Task description: Search the data below for the word "zone" and copy each line that holds it.

[Stored items]
#[cfg(test)]
mod tests {
    use super::*;

    fn fields(spec: &[(u32, &str)]) -> Vec<(u32, String, String, String)> {
        spec.iter()
            .map(|(len, name)| (*len, "int".to_string(), name.to_string(), String::new()))
            .collect()
    }

    #[test]
    fn layout_accumulates_offsets() {
        let (layout, total) = packing_layout(&fields(&[(2, "proto"), (4, "fwmark"), (2, "port")]));

        assert_eq!(total, 8);
        assert_eq!(layout["proto"], FieldSlot { offset: 0, len: 2 });
        assert_eq!(layout["fwmark"], FieldSlot { offset: 2, len: 4 });
        assert_eq!(layout["port"], FieldSlot { offset: 6, len: 2 });
    }

    #[test]
    fn mark_is_packed_big_endian_into_its_slot() {
        let slot = FieldSlot { offset: 2, len: 4 };
        let (key, mask) = pack_mark(slot, 8, 1000);

        assert_eq!(key, vec![0, 0, 0, 0, 0x03, 0xe8, 0, 0]);
        assert_eq!(mask, vec![0, 0, 0xff, 0xff, 0xff, 0xff, 0, 0]);
    }

    #[test]
    fn packing_frame_updates_the_shared_state() {
        let state = Mutex::new(EngineState::default());

        handle_frame(
            &state,
            &json!({
                "id": "GetPacking",
                "result": [[4, "int", "fwmark", "firewall mark"]],
            })
            .to_string(),
        )
        .unwrap();

        let state = state.lock().unwrap();
        assert_eq!(state.total_len, 4);
        assert_eq!(state.layout["fwmark"], FieldSlot { offset: 0, len: 4 });
    }

    #[test]
    fn interface_frame_updates_the_shared_state() {
        let state = Mutex::new(EngineState::default());

        handle_frame(
            &state,
            &json!({
                "id": "NewInterface",
                "result": [["eth0", 1, 2], ["eth1", 2, 3]],
            })
            .to_string(),
        )
        .unwrap();

        let state = state.lock().unwrap();
        assert_eq!(state.interfaces.len(), 2);
        assert_eq!(state.interfaces[0], ("eth0".to_string(), 1, 2));
    }

    #[test]
    fn unknown_ids_and_garbage_are_protocol_errors() {
        let state = Mutex::new(EngineState::default());

        assert!(matches!(
            handle_frame(&state, "{\"id\": \"Bogus\"}"),
            Err(AgentError::Protocol(_))
        ));
        assert!(matches!(
            handle_frame(&state, "not json"),
            Err(AgentError::Protocol(_))
        ));
        assert!(matches!(
            handle_frame(&state, "{\"result\": []}"),
            Err(AgentError::Protocol(_))
        ));
    }

    #[test]
    fn counter_frames_are_accepted() {
        let state = Mutex::new(EngineState::default());

        handle_frame(
            &state,
            &json!({
                "id": "filter",
                "fid": 3,
                "cnt": [[0, 0, 0, 1234567]],
            })
            .to_string(),
        )
        .unwrap();
    }

    #[test]
    fn remote_name_comes_from_the_flexe_block() {
        let profile = ProfileHandle {
            uid: "u".into(),
            name: "p".into(),
            mark: 1000,
            parameters: json!({"flexe": {"profile": "lte-handover"}}),
        };

        assert_eq!(
            FlexeController::remote_name(&profile).as_deref(),
            Some("lte-handover")
        );

        let bare = ProfileHandle {
            parameters: Value::Null,
            ..profile
        };
        assert_eq!(FlexeController::remote_name(&bare), None);
    }
}
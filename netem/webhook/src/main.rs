//! Mutating admission webhook injecting the netem sidecar.
//!
//! Pods matched by at least one live TrafficProfile (or all pods when
//! `INJECT_TO_ALL` is set) get a `k8s-netem` container appended through a
//! JSON patch. Serves TLS when the certificate pair exists, plain HTTP
//! otherwise.

use std::{net::SocketAddr, path::PathBuf, sync::Arc};

use axum::{
    http::StatusCode,
    routing::{get, post},
    Router,
};
use clap::Parser;
use hyper_util::{
    rt::{TokioExecutor, TokioIo},
    service::TowerToHyperService,
};
use kube::Client;
use tokio_rustls::TlsAcceptor;
use tracing_subscriber::EnvFilter;

mod mutate;
mod tls;

use mutate::{InjectionConfig, MutateState};

pub type WebhookResult<T> = Result<T, WebhookError>;

#[derive(Debug, thiserror::Error)]
pub enum WebhookError {
    #[error(transparent)]
    Io(#[from] std::io::Error),

    #[error(transparent)]
    Kube(#[from] kube::Error),

    #[error("bad certificate material: {0}")]
    Tls(#[from] tokio_rustls::rustls::Error),
}

const SERVICE_TOKEN_FILE: &str = "/var/run/secrets/kubernetes.io/serviceaccount/token";

#[derive(Parser, Debug)]
#[command(name = "k8s-netem-webhook", about = "Sidecar injection webhook")]
struct Args {
    /// TLS certificate; plain HTTP is served when the file is missing.
    #[arg(long, env = "SSL_CERT_FILE", default_value = "/certs/tls.crt")]
    cert: PathBuf,

    #[arg(long, env = "SSL_KEY_FILE", default_value = "/certs/tls.key")]
    key: PathBuf,

    /// Image of the injected sidecar container.
    #[arg(long, env = "NETEM_IMAGE", default_value = "erigrid/netem")]
    image: String,
}

fn env_flag(name: &str) -> bool {
    matches!(
        std::env::var(name).ok().as_deref(),
        Some("1") | Some("true") | Some("on")
    )
}

fn init_tracing() {
    let default_level = if env_flag("DEBUG") { "debug" } else { "info" };
    let filter =
        EnvFilter::try_from_default_env().unwrap_or_else(|_| EnvFilter::new(default_level));

    tracing_subscriber::fmt().with_env_filter(filter).init();
}

async fn health() -> StatusCode {
    StatusCode::NO_CONTENT
}

#[tokio::main]
async fn main() -> WebhookResult<()> {
    let args = Args::parse();

    init_tracing();

    tracing::info!("Started mutating webhook server");

    let client = Client::try_default().await?;

    let token = match tokio::fs::read_to_string(SERVICE_TOKEN_FILE).await {
        Ok(token) => Some(token.trim().to_string()),
        Err(error) => {
            tracing::warn!(%error, "No service account token, injected sidecars get none");
            None
        }
    };

    let state = MutateState {
        client,
        config: Arc::new(InjectionConfig {
            image: args.image,
            inject_to_all: env_flag("INJECT_TO_ALL"),
            debug: env_flag("DEBUG"),
            token,
        }),
    };

    let app = Router::new()
        .route("/mutate", post(mutate::mutate))
        .route("/health", get(health))
        .with_state(state);

    if args.cert.is_file() {
        let tls_config = tls::server_config(&args.cert, &args.key)?;
        let addr: SocketAddr = ([0, 0, 0, 0], 443).into();

        tracing::info!(%addr, "Serving with TLS");
        serve_tls(addr, tls_config, app).await
    } else {
        let addr: SocketAddr = ([0, 0, 0, 0], 5000).into();
        let listener = tokio::net::TcpListener::bind(addr).await?;

        tracing::info!(%addr, "Serving plain HTTP");
        axum::serve(listener, app).await?;

        Ok(())
    }
}

async fn serve_tls(
    addr: SocketAddr,
    tls_config: Arc<tokio_rustls::rustls::ServerConfig>,
    app: Router,
) -> WebhookResult<()> {
    let listener = tokio::net::TcpListener::bind(addr).await?;
    let acceptor = TlsAcceptor::from(tls_config);

    loop {
        let (stream, peer) = listener.accept().await?;
        let acceptor = acceptor.clone();
        let app = app.clone();

        tokio::spawn(async move {
            let stream = match acceptor.accept(stream).await {
                Ok(stream) => stream,
                Err(error) => {
                    tracing::debug!(%error, %peer, "TLS handshake failed");
                    return;
                }
            };

            let service = TowerToHyperService::new(app);
            if let Err(error) = hyper_util::server::conn::auto::Builder::new(TokioExecutor::new())
                .serve_connection(TokioIo::new(stream), service)
                .await
            {
                tracing::debug!(%error, %peer, "Connection error");
            }
        });
    }
}
//! Label-selector matching and serialisation.
//!
//! Kubernetes evaluates a selector as the conjunction of `matchLabels` and
//! every `matchExpressions` requirement; an empty selector matches every
//! object. The same semantics are reproduced here for the agent's local
//! `match(pod)` check, together with the string form accepted by the API
//! server's `labelSelector` query parameter.

use std::collections::BTreeMap;

use k8s_openapi::apimachinery::pkg::apis::meta::v1::{LabelSelector, LabelSelectorRequirement};

pub trait LabelSelectorExt {
    /// Whether the selector matches the given label set.
    fn matches(&self, labels: &BTreeMap<String, String>) -> bool;

    /// Serialise to the `labelSelector` query string understood by
    /// list/watch requests.
    fn to_query(&self) -> String;
}

impl LabelSelectorExt for LabelSelector {
    fn matches(&self, labels: &BTreeMap<String, String>) -> bool {
        if let Some(match_labels) = &self.match_labels {
            for (key, value) in match_labels {
                if labels.get(key) != Some(value) {
                    return false;
                }
            }
        }

        if let Some(exprs) = &self.match_expressions {
            for expr in exprs {
                if !matches_requirement(expr, labels) {
                    return false;
                }
            }
        }

        true
    }

    fn to_query(&self) -> String {
        let mut parts = Vec::new();

        if let Some(match_labels) = &self.match_labels {
            for (key, value) in match_labels {
                parts.push(format!("{key}={value}"));
            }
        }

        if let Some(exprs) = &self.match_expressions {
            for expr in exprs {
                let values = expr.values.as_deref().unwrap_or_default().join(",");

                match expr.operator.as_str() {
                    "In" => parts.push(format!("{} in ({values})", expr.key)),
                    "NotIn" => parts.push(format!("{} notin ({values})", expr.key)),
                    "Exists" => parts.push(expr.key.clone()),
                    "DoesNotExist" => parts.push(format!("!{}", expr.key)),
                    other => tracing::warn!(operator = other, "Unknown selector operator"),
                }
            }
        }

        parts.join(",")
    }
}

fn matches_requirement(expr: &LabelSelectorRequirement, labels: &BTreeMap<String, String>) -> bool {
    let value = labels.get(&expr.key);
    let values = expr.values.as_deref().unwrap_or_default();

    match expr.operator.as_str() {
        "In" => value.is_some_and(|v| values.contains(v)),
        "NotIn" => !value.is_some_and(|v| values.contains(v)),
        "Exists" => value.is_some(),
        "DoesNotExist" => value.is_none(),
        other => {
            tracing::warn!(operator = other, "Unknown selector operator");
            false
        }
    }
}

#[cfg(test)]
mod tests {
    use rstest::rstest;

    use super::*;

    fn labels(pairs: &[(&str, &str)]) -> BTreeMap<String, String> {
        pairs
            .iter()
            .map(|(k, v)| (k.to_string(), v.to_string()))
            .collect()
    }

    fn selector(json: serde_json::Value) -> LabelSelector {
        serde_json::from_value(json).unwrap()
    }

    #[test]
    fn empty_selector_matches_everything() {
        let sel = LabelSelector::default();

        assert!(sel.matches(&labels(&[])));
        assert!(sel.matches(&labels(&[("app", "web")])));
    }

    #[test]
    fn match_labels_are_conjunctive() {
        let sel = selector(serde_json::json!({
            "matchLabels": {"app": "web", "tier": "front"}
        }));

        assert!(sel.matches(&labels(&[("app", "web"), ("tier", "front"), ("extra", "1")])));
        assert!(!sel.matches(&labels(&[("app", "web")])));
        assert!(!sel.matches(&labels(&[("app", "db"), ("tier", "front")])));
    }

    #[rstest]
    #[case("In", Some(vec!["web", "api"]), &[("app", "web")], true)]
    #[case("In", Some(vec!["web", "api"]), &[("app", "db")], false)]
    #[case("In", Some(vec!["web"]), &[], false)]
    #[case("NotIn", Some(vec!["db"]), &[("app", "web")], true)]
    #[case("NotIn", Some(vec!["db"]), &[("app", "db")], false)]
    #[case("NotIn", Some(vec!["db"]), &[], true)]
    #[case("Exists", None, &[("app", "anything")], true)]
    #[case("Exists", None, &[], false)]
    #[case("DoesNotExist", None, &[], true)]
    #[case("DoesNotExist", None, &[("app", "web")], false)]
    fn match_expressions(
        #[case] operator: &str,
        #[case] values: Option<Vec<&str>>,
        #[case] label_pairs: &[(&str, &str)],
        #[case] expected: bool,
    ) {
        let sel = LabelSelector {
            match_expressions: Some(vec![LabelSelectorRequirement {
                key: "app".into(),
                operator: operator.into(),
                values: values.map(|vs| vs.into_iter().map(String::from).collect()),
            }]),
            ..Default::default()
        };

        assert_eq!(sel.matches(&labels(label_pairs)), expected);
    }

    #[test]
    fn query_serialisation() {
        let sel = selector(serde_json::json!({
            "matchLabels": {"app": "web"},
            "matchExpressions": [
                {"key": "tier", "operator": "In", "values": ["front", "edge"]},
                {"key": "canary", "operator": "DoesNotExist"},
                {"key": "zone", "operator": "Exists"}
            ]
        }));

        assert_eq!(
            sel.to_query(),
            "app=web,tier in (front,edge),!canary,zone"
        );
    }
}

Solution to this exercise:
                {"key": "zone", "operator": "Exists"}
            "app=web,tier in (front,edge),!canary,zone"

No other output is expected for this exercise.